Formulation-Driven Optimization of PEG-Lipid Content in Lipid Nanoparticles for Enhanced mRNA Delivery In Vitro and In Vivo.

: Lipid nanoparticles (LNPs) represent one of the most effective non-viral vectors for nucleic acid delivery and have demonstrated clinical success in siRNA therapies and mRNA vaccines. While considerable research has focused on optimizing ionizable lipids and helper lipids, the impact of PEGylated lipid content on LNP-mediated mRNA delivery, especially in terms of in vitro transfection efficiency and in vivo performance, remains insufficiently understood. : In this study, LNPs were formulated using a self-synthesized ionizable lipid and varying molar ratios of DMG-PEG2000. Nanoparticles were prepared via nanoprecipitation, and their physicochemical properties, mRNA encapsulation efficiency, cellular uptake, and transfection efficiency were evaluated in HeLa and DC2.4 cells. In vivo delivery efficiency and organ distribution were assessed in mice following intravenous administration. : The PEGylated lipid content exerted a significant influence on both the in vitro and in vivo performance of LNPs. A bell-shaped relationship between PEG content and transfection efficiency was observed: 1.5% DMG-PEG2000 yielded optimal mRNA transfection in vitro, while 5% DMG-PEG2000 resulted in the highest transgene expression in vivo.
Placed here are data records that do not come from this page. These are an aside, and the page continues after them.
//! HTTP server for the ACDL registry.
//!
//! Exposes registration, discovery, and matching as JSON over HTTP.
//!
//! # Endpoints
//!
//! - `GET  /health`         — Liveness probe
//! - `POST /acdl/register`  — Register an agent manifest
//! - `POST /acdl/discover`  — Multi-criteria agent discovery
//! - `POST /acdl/match`     — Task/requirement matching

pub mod routes;

pub use routes::{app_router, AppState};
//! # ACDL Registry
//!
//! Registry, discovery, and matching engine for the Agent Capability
//! Description Language (ACDL). Agents publish capability manifests;
//! callers discover agents by multi-dimensional criteria, and submit a
//! task plus requirements to receive ranked matches — and, for composite
//! tasks, an ordered ensemble of agents.
//!
//! The core is synchronous and I/O-free: the validator gates entry into
//! the registry, and discovery/matching are pure reads over a consistent
//! snapshot. The HTTP layer in [`server`] exposes the three operations as
//! JSON endpoints.

pub mod clock;
pub mod config;
pub mod discovery;
pub mod error;
pub mod manifest;
pub mod matching;
pub mod registry;
pub mod server;
pub mod validator;

pub use clock::{Clock, ManualClock, SystemClock};
pub use discovery::{DiscoveryQuery, DiscoveryResponse};
pub use error::RegistryError;
pub use manifest::{AgentManifest, AgentType};
pub use matching::{MatchRequest, MatchResponse, MatchResult};
pub use registry::{Registration, Registry};
pub use validator::{validate, validate_version, ConformanceLevel, ValidationReport};

/// Library version.
pub const VERSION: &str = "0.3.0";
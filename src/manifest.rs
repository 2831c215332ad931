//! ACDL manifest data model.
//!
//! An [`AgentManifest`] is one agent version's capability declaration: its
//! identity, type, domains, operations, protocols, and performance profile.
//! The wire format is camelCase JSON (or YAML for manifests on disk).
//!
//! Every structural field carries `#[serde(default)]` so any well-formed JSON
//! document deserializes into a manifest; the validator then reports *all*
//! violations in a single pass instead of the first parse failure.

use std::collections::HashMap;
use std::str::FromStr;

use serde::{Deserialize, Serialize};
use serde_json::Value;

/// The fixed set of agent archetypes an ACDL manifest may declare.
///
/// `Unknown` captures any string outside the enumeration so deserialization
/// never fails on a bad `agentType`; the validator turns it into a structured
/// enum violation.
#[derive(Debug, Clone, Copy, PartialEq, Eq, Hash, Serialize, Deserialize)]
#[serde(rename_all = "lowercase")]
pub enum AgentType {
    Orchestrator,
    Worker,
    Critic,
    Judge,
    Trainer,
    Governor,
    Monitor,
    Integrator,
    #[serde(other)]
    Unknown,
}

impl Default for AgentType {
    fn default() -> Self {
        Self::Unknown
    }
}

impl std::fmt::Display for AgentType {
    fn fmt(&self, f: &mut std::fmt::Formatter<'_>) -> std::fmt::Result {
        let s = match self {
            Self::Orchestrator => "orchestrator",
            Self::Worker => "worker",
            Self::Critic => "critic",
            Self::Judge => "judge",
            Self::Trainer => "trainer",
            Self::Governor => "governor",
            Self::Monitor => "monitor",
            Self::Integrator => "integrator",
            Self::Unknown => "unknown",
        };
        write!(f, "{}", s)
    }
}

impl FromStr for AgentType {
    type Err = ();

    fn from_str(s: &str) -> Result<Self, Self::Err> {
        match s {
            "orchestrator" => Ok(Self::Orchestrator),
            "worker" => Ok(Self::Worker),
            "critic" => Ok(Self::Critic),
            "judge" => Ok(Self::Judge),
            "trainer" => Ok(Self::Trainer),
            "governor" => Ok(Self::Governor),
            "monitor" => Ok(Self::Monitor),
            "integrator" => Ok(Self::Integrator),
            _ => Err(()),
        }
    }
}

/// One agent version's capability declaration.
#[derive(Debug, Clone, Default, Serialize, Deserialize)]
#[serde(rename_all = "camelCase", default)]
pub struct AgentManifest {
    /// Globally unique id, `<name>-v<MAJOR>.<MINOR>.<PATCH>`.
    pub agent_id: String,
    /// Archetype from the fixed enumeration.
    pub agent_type: AgentType,
    /// Conventionally `"<agentType>.<specialization>"`.
    #[serde(skip_serializing_if = "Option::is_none")]
    pub agent_sub_type: Option<String>,
    /// Strict semantic version; pre-release/build suffixes permitted.
    pub version: String,
    pub capabilities: Capabilities,
    pub protocols: Protocols,
    #[serde(skip_serializing_if = "Option::is_none")]
    pub performance: Option<Performance>,
    /// Free-form descriptive fields; never consulted by matching logic.
    #[serde(skip_serializing_if = "HashMap::is_empty")]
    pub metadata: HashMap<String, Value>,
}

impl AgentManifest {
    /// Names of all declared operations, in declaration order.
    pub fn operation_names(&self) -> Vec<&str> {
        self.capabilities
            .operations
            .iter()
            .map(|op| op.name.as_str())
            .collect()
    }

    /// Names of all supported protocols.
    pub fn protocol_names(&self) -> Vec<&str> {
        self.protocols
            .supported
            .iter()
            .map(|p| p.name.as_str())
            .collect()
    }

    /// The protocol entry with the given name, if declared.
    pub fn protocol(&self, name: &str) -> Option<&ProtocolEntry> {
        self.protocols.supported.iter().find(|p| p.name == name)
    }

    /// Declared requests-per-second throughput, if present.
    pub fn throughput_rps(&self) -> Option<f64> {
        self.performance
            .as_ref()?
            .throughput
            .as_ref()?
            .requests_per_second
    }

    /// Declared p99 latency in milliseconds, if present.
    pub fn latency_p99(&self) -> Option<f64> {
        self.performance.as_ref()?.latency.as_ref()?.p99
    }
}

/// What the agent can do: domains, operations, and per-domain specializations.
#[derive(Debug, Clone, Default, Serialize, Deserialize)]
#[serde(rename_all = "camelCase", default)]
pub struct Capabilities {
    /// Domain tags, e.g. `"documentation"`, `"api-design"`. Must be non-empty.
    pub domains: Vec<String>,
    pub operations: Vec<Operation>,
    #[serde(skip_serializing_if = "HashMap::is_empty")]
    pub specializations: HashMap<String, Specialization>,
    // Conformance-tier flags (silver/gold criteria).
    pub feedback_loop: bool,
    pub budget_management: bool,
    pub audit_logging: bool,
    pub props_tokens: bool,
    pub learning_signals: bool,
    pub workspace_management: bool,
}

/// A named operation with optional input/output schema references.
#[derive(Debug, Clone, Default, Serialize, Deserialize)]
#[serde(rename_all = "camelCase", default)]
pub struct Operation {
    pub name: String,
    #[serde(skip_serializing_if = "Option::is_none")]
    pub description: Option<String>,
    #[serde(skip_serializing_if = "Option::is_none")]
    pub input_schema: Option<String>,
    #[serde(skip_serializing_if = "Option::is_none")]
    pub output_schema: Option<String>,
}

/// Versions and features an agent supports within one domain.
#[derive(Debug, Clone, Default, Serialize, Deserialize)]
#[serde(default)]
pub struct Specialization {
    pub versions: Vec<String>,
    pub features: Vec<String>,
}

/// Protocols the agent speaks.
#[derive(Debug, Clone, Default, Serialize, Deserialize)]
#[serde(rename_all = "camelCase", default)]
pub struct Protocols {
    pub supported: Vec<ProtocolEntry>,
    #[serde(skip_serializing_if = "Option::is_none")]
    pub preferred: Option<String>,
}

/// One supported protocol binding.
#[derive(Debug, Clone, Default, Serialize, Deserialize)]
#[serde(rename_all = "camelCase", default)]
pub struct ProtocolEntry {
    pub name: String,
    pub version: String,
    pub endpoint: String,
    #[serde(skip_serializing_if = "Option::is_none")]
    pub authentication: Option<Authentication>,
}

/// Authentication scheme for a protocol endpoint.
#[derive(Debug, Clone, Default, Serialize, Deserialize)]
#[serde(rename_all = "camelCase", default)]
pub struct Authentication {
    #[serde(rename = "type")]
    pub auth_type: String,
    #[serde(skip_serializing_if = "Option::is_none")]
    pub scheme: Option<String>,
}

/// Declared performance envelope. All leaves are optional so a minimal
/// manifest may ship empty `throughput`/`latency` objects.
#[derive(Debug, Clone, Default, Serialize, Deserialize)]
#[serde(rename_all = "camelCase", default)]
pub struct Performance {
    #[serde(skip_serializing_if = "Option::is_none")]
    pub throughput: Option<Throughput>,
    #[serde(skip_serializing_if = "Option::is_none")]
    pub latency: Option<Latency>,
    #[serde(skip_serializing_if = "Option::is_none")]
    pub limits: Option<Limits>,
    #[serde(skip_serializing_if = "Option::is_none")]
    pub resources: Option<Resources>,
}

#[derive(Debug, Clone, Default, Serialize, Deserialize)]
#[serde(rename_all = "camelCase", default)]
pub struct Throughput {
    #[serde(skip_serializing_if = "Option::is_none")]
    pub requests_per_second: Option<f64>,
}

/// Latency percentiles in milliseconds.
#[derive(Debug, Clone, Default, Serialize, Deserialize)]
#[serde(default)]
pub struct Latency {
    #[serde(skip_serializing_if = "Option::is_none")]
    pub p50: Option<f64>,
    #[serde(skip_serializing_if = "Option::is_none")]
    pub p95: Option<f64>,
    #[serde(skip_serializing_if = "Option::is_none")]
    pub p99: Option<f64>,
}

impl Latency {
    /// True when all three percentiles are declared.
    pub fn is_complete(&self) -> bool {
        self.p50.is_some() && self.p95.is_some() && self.p99.is_some()
    }
}

/// Hard limits the agent enforces on its own requests.
#[derive(Debug, Clone, Default, Serialize, Deserialize)]
#[serde(rename_all = "camelCase", default)]
pub struct Limits {
    #[serde(skip_serializing_if = "Option::is_none")]
    pub max_payload_bytes: Option<u64>,
    #[serde(skip_serializing_if = "Option::is_none")]
    pub timeout_ms: Option<u64>,
    #[serde(skip_serializing_if = "Option::is_none")]
    pub rate_limit_per_minute: Option<u64>,
    #[serde(skip_serializing_if = "Option::is_none")]
    pub max_tokens_per_request: Option<u64>,
}

/// Requested and maximum cpu/memory for running the agent.
#[derive(Debug, Clone, Default, Serialize, Deserialize)]
#[serde(default)]
pub struct Resources {
    #[serde(skip_serializing_if = "Option::is_none")]
    pub requests: Option<ResourceSpec>,
    #[serde(skip_serializing_if = "Option::is_none")]
    pub limits: Option<ResourceSpec>,
}

#[derive(Debug, Clone, Default, Serialize, Deserialize)]
#[serde(rename_all = "camelCase", default)]
pub struct ResourceSpec {
    /// CPU cores.
    #[serde(skip_serializing_if = "Option::is_none")]
    pub cpu: Option<f64>,
    /// Memory in megabytes.
    #[serde(skip_serializing_if = "Option::is_none")]
    pub memory_mb: Option<f64>,
}
//! Injectable clock so TTL expiry is deterministically testable.

use chrono::{DateTime, Utc};
use parking_lot::RwLock;

/// Source of "now" for registration timestamps and expiry checks.
pub trait Clock: Send + Sync {
    fn now(&self) -> DateTime<Utc>;
}

/// Wall-clock time.
#[derive(Debug, Default)]
pub struct SystemClock;

impl Clock for SystemClock {
    fn now(&self) -> DateTime<Utc> {
        Utc::now()
    }
}

/// Manually advanced clock for tests.
#[derive(Debug)]
pub struct ManualClock {
    now: RwLock<DateTime<Utc>>,
}

impl ManualClock {
    pub fn new(start: DateTime<Utc>) -> Self {
        Self {
            now: RwLock::new(start),
        }
    }

    pub fn advance(&self, delta: chrono::Duration) {
        *self.now.write() += delta;
    }
}

impl Clock for ManualClock {
    fn now(&self) -> DateTime<Utc> {
        *self.now.read()
    }
}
This discrepancy in optimal PEG content may be attributed to the trade-off between cellular uptake and systemic circulation: lower PEG levels enhance cellular internalization, whereas higher PEG levels improve stability and in vivo bioavailability at the expense of cellular entry. Furthermore, varying the PEG-lipid content enabled the partial modulation of organ distribution, offering a formulation-based strategy to influence biodistribution without altering the ionizable lipid structure. : This study highlights the critical role of PEGylated lipid content in balancing nanoparticle stability, cellular uptake, and in vivo delivery performance. Our findings provide valuable mechanistic insights and suggest a straightforward formulation-based strategy to optimize LNP/mRNA systems for therapeutic applications.